Efendiler; biz bir amaç takip ediyoruz. Bu amacımız öteden beri çeşitli vesilelerle ifade edilmiştir. Ben şimdi de onu tekrar ediyorum : Milletin, devletin istiklâlini muhafaza etmek. Bunun içinde namus ve şeref tamamen dahil olacaktır. Bundan başka amacımız ulusumuzun bağımsız olarak belirli sınırlar içindeki bütünlüğünü korumaktır. Bunun için savaşıyoruz. Baylar, ülkemizin ellide biri değil, bütünü yıkıntı halinde kalsa, tümü ateşler içinde bırakılsa, biz bu toprakların üstünde bir tepeye çıkacağız ve oradan savunmayı sürdüreceğiz.
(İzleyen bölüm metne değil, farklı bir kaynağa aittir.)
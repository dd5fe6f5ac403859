//! Xetra CLI - command-line access to a configured bucket.
//!
//! Commands:
//! - `ls` - List keys under a prefix
//! - `cat` - Print a CSV object as a table
//! - `convert` - Re-write a CSV object as CSV or Parquet
//! - `rm` - Delete an object
//! - `check` - Verify that the endpoint and bucket answer

use std::path::PathBuf;

use anyhow::Result;
use clap::{Parser, Subcommand};
use tracing_subscriber::EnvFilter;

use xetra_connector::S3BucketConnector;

mod commands;
mod config;

use config::JobConfig;

#[derive(Parser)]
#[command(name = "xetra")]
#[command(version = env!("CARGO_PKG_VERSION"))]
#[command(about = "Read and write tables in an S3 bucket", long_about = None)]
struct Cli {
    /// Configuration file path
    #[arg(short, long, env = "XETRA_CONFIG", default_value = "xetra.yml")]
    config: PathBuf,

    #[command(subcommand)]
    command: Commands,
}

#[derive(Subcommand)]
enum Commands {
    /// List keys that start with a prefix
    Ls {
        /// Key prefix (plain string match, not a directory)
        #[arg(default_value = "")]
        prefix: String,
    },

    /// Print a CSV object as a table
    Cat {
        key: String,

        /// Text encoding of the object
        #[arg(long, default_value = "utf-8")]
        encoding: String,

        /// Field delimiter
        #[arg(long, default_value_t = ',')]
        delimiter: char,

        /// Read every column as text instead of inferring types
        #[arg(long)]
        text: bool,
    },

    /// Read a CSV object and write it under another key
    Convert {
        src: String,

        dst: String,

        /// Output format (csv, parquet)
        #[arg(short, long, default_value = "parquet")]
        format: String,

        /// Text encoding of the source object
        #[arg(long, default_value = "utf-8")]
        encoding: String,

        /// Field delimiter of the source object
        #[arg(long, default_value_t = ',')]
        delimiter: char,

        /// Read every column as text instead of inferring types
        #[arg(long)]
        text: bool,
    },

    /// Delete an object
    Rm { key: String },

    /// Verify that the endpoint and bucket answer
    Check,
}

#[tokio::main]
async fn main() -> Result<()> {
    let cli = Cli::parse();

    let job = JobConfig::load(&cli.config)?;
    init_tracing(&job.logging.level);
    tracing::debug!(config = %cli.config.display(), bucket = %job.s3.bucket, "Loaded configuration");

    let connector = S3BucketConnector::new(&job.connector_config()?)?;

    match cli.command {
        Commands::Ls { prefix } => commands::ls(&connector, &prefix).await,
        Commands::Cat {
            key,
            encoding,
            delimiter,
            text,
        } => {
            let options = commands::read_options(&encoding, delimiter, text)?;
            commands::cat(&connector, &key, &options).await
        }
        Commands::Convert {
            src,
            dst,
            format,
            encoding,
            delimiter,
            text,
        } => {
            let options = commands::read_options(&encoding, delimiter, text)?;
            commands::convert(&connector, &src, &dst, &format, &options).await
        }
        Commands::Rm { key } => commands::rm(&connector, &key).await,
        Commands::Check => commands::check(&connector).await,
    }
}

/// `RUST_LOG` wins over the configured level.
fn init_tracing(level: &str) {
    tracing_subscriber::fmt()
        .with_env_filter(
            EnvFilter::try_from_default_env().unwrap_or_else(|_| EnvFilter::new(level)),
        )
        .init();
}
//! Xetra core types, traits, configuration, and errors.
//!
//! This crate provides the foundational building blocks shared by the
//! storage backends and the bucket connector: the [`ObjectStorage`] trait,
//! the [`ConnectorConfig`] with pre-resolved [`Credentials`], the closed
//! [`FileFormat`] enumeration, and the unified error type.

pub mod config;
pub mod error;
pub mod storage;
pub mod types;

pub use config::{ConnectorConfig, Credentials};
pub use error::XetraError;
pub use storage::ObjectStorage;
pub use types::{FileFormat, WriteOutcome};

/// Convenience Result type using [`XetraError`].
pub type Result<T> = std::result::Result<T, XetraError>;
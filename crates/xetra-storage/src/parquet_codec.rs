//! Parquet bytes <-> Arrow `RecordBatch`.
//!
//! Objects are built fully in memory before upload. The Arrow schema is
//! embedded in the file metadata, so column types and nullability survive a
//! round trip.

use arrow::record_batch::RecordBatch;
use bytes::Bytes;
use parquet::arrow::arrow_reader::ParquetRecordBatchReaderBuilder;
use parquet::arrow::ArrowWriter;
use parquet::basic::Compression;
use parquet::errors::ParquetError;
use parquet::file::properties::WriterProperties;

use xetra_core::{Result, XetraError};

/// Serialize a table into one Parquet object.
///
/// Column pages are LZ4_RAW compressed. No index column is added; the
/// object holds exactly the batch's columns.
pub fn encode_parquet(batch: &RecordBatch) -> Result<Vec<u8>> {
    let props = WriterProperties::builder()
        .set_compression(Compression::LZ4_RAW)
        .build();
    let encode_err = |e: ParquetError| XetraError::encode(format!("Parquet encoding failed: {e}"));

    let mut writer = ArrowWriter::try_new(Vec::new(), batch.schema(), Some(props))
        .map_err(encode_err)?;
    writer.write(batch).map_err(encode_err)?;
    // Writes the footer
    writer.into_inner().map_err(encode_err)
}

/// Read a whole Parquet object into a single RecordBatch.
pub fn decode_parquet(key: &str, data: Bytes) -> Result<RecordBatch> {
    let reader_builder = ParquetRecordBatchReaderBuilder::try_new(data)
        .map_err(|e| XetraError::parse(key, format!("Failed to open Parquet reader: {e}")))?;
    let schema = reader_builder.schema().clone();

    let reader = reader_builder
        .build()
        .map_err(|e| XetraError::parse(key, format!("Failed to build Parquet reader: {e}")))?;

    let mut batches = Vec::new();
    for batch_result in reader {
        let batch = batch_result
            .map_err(|e| XetraError::parse(key, format!("Failed to read Parquet batch: {e}")))?;
        batches.push(batch);
    }

    if batches.is_empty() {
        return Ok(RecordBatch::new_empty(schema));
    }

    arrow::compute::concat_batches(&schema, &batches).map_err(|e| XetraError::parse(key, e))
}

#[cfg(test)]
mod tests {
    use super::*;
    use std::sync::Arc;

    use arrow::array::*;
    use arrow::datatypes::{DataType, Field, Schema};

    fn mixed_batch() -> RecordBatch {
        let schema = Arc::new(Schema::new(vec![
            Field::new("isin", DataType::Utf8, false),
            Field::new("price", DataType::Float64, true),
            Field::new("volume", DataType::Int64, false),
            Field::new("traded", DataType::Boolean, true),
        ]));

        RecordBatch::try_new(
            schema,
            vec![
                Arc::new(StringArray::from(vec!["AT0000A0E9W5", "DE000A0DJ6J9"])),
                Arc::new(Float64Array::from(vec![Some(14.76), None])),
                Arc::new(Int64Array::from(vec![4, 1200])),
                Arc::new(BooleanArray::from(vec![Some(true), None])),
            ],
        )
        .unwrap()
    }

    #[test]
    fn test_encode_parquet_magic() {
        let bytes = encode_parquet(&mixed_batch()).unwrap();
        assert!(!bytes.is_empty());
        // Parquet magic bytes
        assert_eq!(&bytes[0..4], b"PAR1");
        assert_eq!(&bytes[bytes.len() - 4..], b"PAR1");
    }

    #[test]
    fn test_roundtrip_keeps_types() {
        let batch = mixed_batch();
        let bytes = encode_parquet(&batch).unwrap();
        let decoded = decode_parquet("t.parquet", Bytes::from(bytes)).unwrap();

        assert_eq!(decoded.num_rows(), 2);
        assert_eq!(decoded.schema().fields(), batch.schema().fields());
        assert_eq!(decoded.columns(), batch.columns());
    }

    #[test]
    fn test_decode_garbage_is_parse_error() {
        let err = decode_parquet("junk.parquet", Bytes::from_static(b"not parquet")).unwrap_err();
        assert!(matches!(err, XetraError::Parse { ref key, .. } if key == "junk.parquet"));
    }
}
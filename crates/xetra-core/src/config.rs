//! Connector configuration with pre-resolved credentials.
//!
//! [`ConnectorConfig`] carries everything needed to bind a connector to one
//! bucket. Secret values arrive already resolved; looking them up (from
//! environment variables, a vault, ...) is the caller's job.

use std::fmt;

use serde::{Deserialize, Serialize};

use crate::error::XetraError;
use crate::Result;

/// Access credentials for the object-storage service.
///
/// The secret and the session token are never printed by `Debug` and are
/// skipped when the config is serialized.
#[derive(Clone, Default, Serialize, Deserialize)]
pub struct Credentials {
    /// Access key identifier.
    pub access_key_id: String,

    /// Secret access key.
    #[serde(skip_serializing, default)]
    pub secret_access_key: String,

    /// Optional session token for temporary credentials.
    #[serde(skip_serializing, default)]
    pub session_token: Option<String>,
}

impl Credentials {
    /// Create credentials from an access key id and secret.
    pub fn new(access_key_id: impl Into<String>, secret_access_key: impl Into<String>) -> Self {
        Self {
            access_key_id: access_key_id.into(),
            secret_access_key: secret_access_key.into(),
            session_token: None,
        }
    }

    /// Attach a session token.
    pub fn with_session_token(mut self, token: impl Into<String>) -> Self {
        self.session_token = Some(token.into());
        self
    }

    /// Reject empty credential values.
    pub fn validate(&self) -> Result<()> {
        if self.access_key_id.trim().is_empty() {
            return Err(XetraError::Authentication {
                message: "access key id is empty".into(),
            });
        }
        if self.secret_access_key.is_empty() {
            return Err(XetraError::Authentication {
                message: "secret access key is empty".into(),
            });
        }
        Ok(())
    }
}

impl fmt::Debug for Credentials {
    fn fmt(&self, f: &mut fmt::Formatter<'_>) -> fmt::Result {
        f.debug_struct("Credentials")
            .field("access_key_id", &self.access_key_id)
            .field("secret_access_key", &"<redacted>")
            .field(
                "session_token",
                &self.session_token.as_ref().map(|_| "<redacted>"),
            )
            .finish()
    }
}

/// Configuration binding a connector to one bucket on one endpoint.
#[derive(Debug, Clone, Serialize, Deserialize)]
pub struct ConnectorConfig {
    /// Storage endpoint address, e.g. `https://s3.eu-central-1.amazonaws.com`.
    pub endpoint_url: String,

    /// Bucket name.
    pub bucket: String,

    /// Region used for request signing. Defaults to `us-east-1` when unset.
    #[serde(default)]
    pub region: Option<String>,

    /// Allow plain-HTTP endpoints (MinIO, localstack). Inferred from the
    /// endpoint scheme when unset.
    #[serde(default)]
    pub allow_http: Option<bool>,

    /// Resolved credentials.
    pub credentials: Credentials,
}

/// Region used when none is configured.
pub const DEFAULT_REGION: &str = "us-east-1";

impl ConnectorConfig {
    /// Create a configuration for `bucket` on `endpoint_url`.
    pub fn new(
        endpoint_url: impl Into<String>,
        bucket: impl Into<String>,
        credentials: Credentials,
    ) -> Self {
        Self {
            endpoint_url: endpoint_url.into(),
            bucket: bucket.into(),
            region: None,
            allow_http: None,
            credentials,
        }
    }

    /// Set the signing region.
    pub fn with_region(mut self, region: impl Into<String>) -> Self {
        self.region = Some(region.into());
        self
    }

    /// Explicitly allow or forbid plain-HTTP endpoints.
    pub fn with_allow_http(mut self, allow: bool) -> Self {
        self.allow_http = Some(allow);
        self
    }

    /// The region to sign requests with.
    pub fn region_or_default(&self) -> &str {
        self.region.as_deref().unwrap_or(DEFAULT_REGION)
    }

    /// Whether plain HTTP is allowed for this endpoint.
    pub fn allows_http(&self) -> bool {
        self.allow_http
            .unwrap_or_else(|| self.endpoint_url.starts_with("http://"))
    }

    /// Check credentials first, then the endpoint and bucket fields.
    pub fn validate(&self) -> Result<()> {
        self.credentials.validate()?;
        if self.endpoint_url.trim().is_empty() {
            return Err(XetraError::Config {
                message: "endpoint_url is empty".into(),
            });
        }
        if self.bucket.trim().is_empty() {
            return Err(XetraError::Config {
                message: "bucket name is empty".into(),
            });
        }
        Ok(())
    }
}
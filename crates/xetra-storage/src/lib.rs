//! Storage backends and table codecs for the Xetra connector.
//!
//! - [`ObjectStoreBackend`]: an [`ObjectStorage`](xetra_core::ObjectStorage)
//!   over the `object_store` crate (S3-compatible, in-memory or local filesystem)
//! - [`csv_codec`]: delimited text <-> Arrow `RecordBatch`
//! - [`parquet_codec`]: Parquet bytes <-> Arrow `RecordBatch`

pub mod backend;
pub mod csv_codec;
pub mod parquet_codec;

pub use backend::ObjectStoreBackend;
pub use csv_codec::{decode_csv, encode_csv, CsvReadOptions};
pub use parquet_codec::{decode_parquet, encode_parquet};

/// `true` if the batch has no data to persist (no rows or no columns).
pub fn is_empty_batch(batch: &arrow::record_batch::RecordBatch) -> bool {
    batch.num_rows() == 0 || batch.num_columns() == 0
}
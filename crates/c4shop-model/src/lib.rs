//! The WebShop e-commerce architecture, declared as code.
//!
//! Assembly is a single pass: [`Personas`] first, then [`WebShop`] with the
//! personas handed in, then the views. [`build_workspace`] does all three.

pub mod personas;
pub mod webshop;

use c4shop_core::{ModelError, Workspace};

pub use personas::Personas;
pub use webshop::WebShop;

pub const WORKSPACE_NAME: &str = "WebShop";

pub fn build_workspace() -> Result<Workspace, ModelError> {
    let mut workspace = Workspace::new(
        WORKSPACE_NAME,
        "Modelo de arquitetura do sistema de e-commerce WebShop",
    );
    let personas = Personas::initialize(&mut workspace.model);
    let web_shop = WebShop::assemble(&mut workspace.model, personas)?;
    web_shop.create_views(&workspace.model, &mut workspace.views)?;
    Ok(workspace)
}
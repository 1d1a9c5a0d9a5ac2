//! Error types shared by the graph, views and storage layers.

use crate::model::{ElementId, ElementKind, RelationshipId};

/// A precondition violation while assembling a model or its views.
///
/// These are never recovered from: whoever assembles the workspace is
/// expected to abort.
#[derive(Debug, thiserror::Error, PartialEq)]
pub enum ModelError {
    #[error("element {0} does not exist")]
    UnknownElement(ElementId),
    #[error("relationship {0} does not exist")]
    UnknownRelationship(RelationshipId),
    #[error("container parent {0} must be a software system, got {1}")]
    InvalidParent(ElementId, ElementKind),
    #[error("cannot add containers inside external system '{0}'")]
    ExternalParent(String),
    #[error("view key '{0}' is already in use")]
    DuplicateViewKey(String),
    #[error("{kind} '{name}' cannot be added to view '{key}'")]
    NotPermittedInView {
        key: String,
        kind: ElementKind,
        name: String,
    },
    #[error("inconsistent workspace: {0}")]
    Inconsistent(String),
}

/// Failures reading or writing workspace documents.
#[derive(Debug, thiserror::Error)]
pub enum StorageError {
    #[error("io: {0}")]
    Io(#[from] std::io::Error),
    #[error("json: {0}")]
    Json(#[from] serde_json::Error),
    #[error("invalid workspace: {0}")]
    Invalid(#[from] ModelError),
}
Onun için iki karış yer alınmış, üç beş köy yıkık hale gelmiş diye bağırıp durmak gerekmez. Ben size açık söyleyeyim: Baylar, düşman bazı yerleri ele geçirmiştir; bunun üç katını daha ele geçirebilir. Ancak bu durum bizim inancımızı hiçbir zaman sarsamayacaktır.
Temmuz 1920, Atatürk’ün Söylev ve Demeçleri, Cilt I
Geçen gün bana zırhlı savunma hatlarından söz ediliyordu; tutalım ki Maginot’dan. Benim düşüncem belki biraz aykırı düşecek ama, üzerinde durarak belirtmek isterim ki, ben bu hatların yararına inanmıyorum. Çünkü savaşı insanlar yapar; bunun için insanların toprak üzerinde bulunmaları gerekir. Köstebek gibi toprak altında, beton borularda veya zırhlı kulelerde oturtabilecek kuvvet, önceden savaş dışı edilmiş bir kuvvet sayılmalıdır. Manevra yeteneğini kendi kendine yok etmiş olmakla bir savaşta yenilgiden başka ne beklenebilir, bilmem.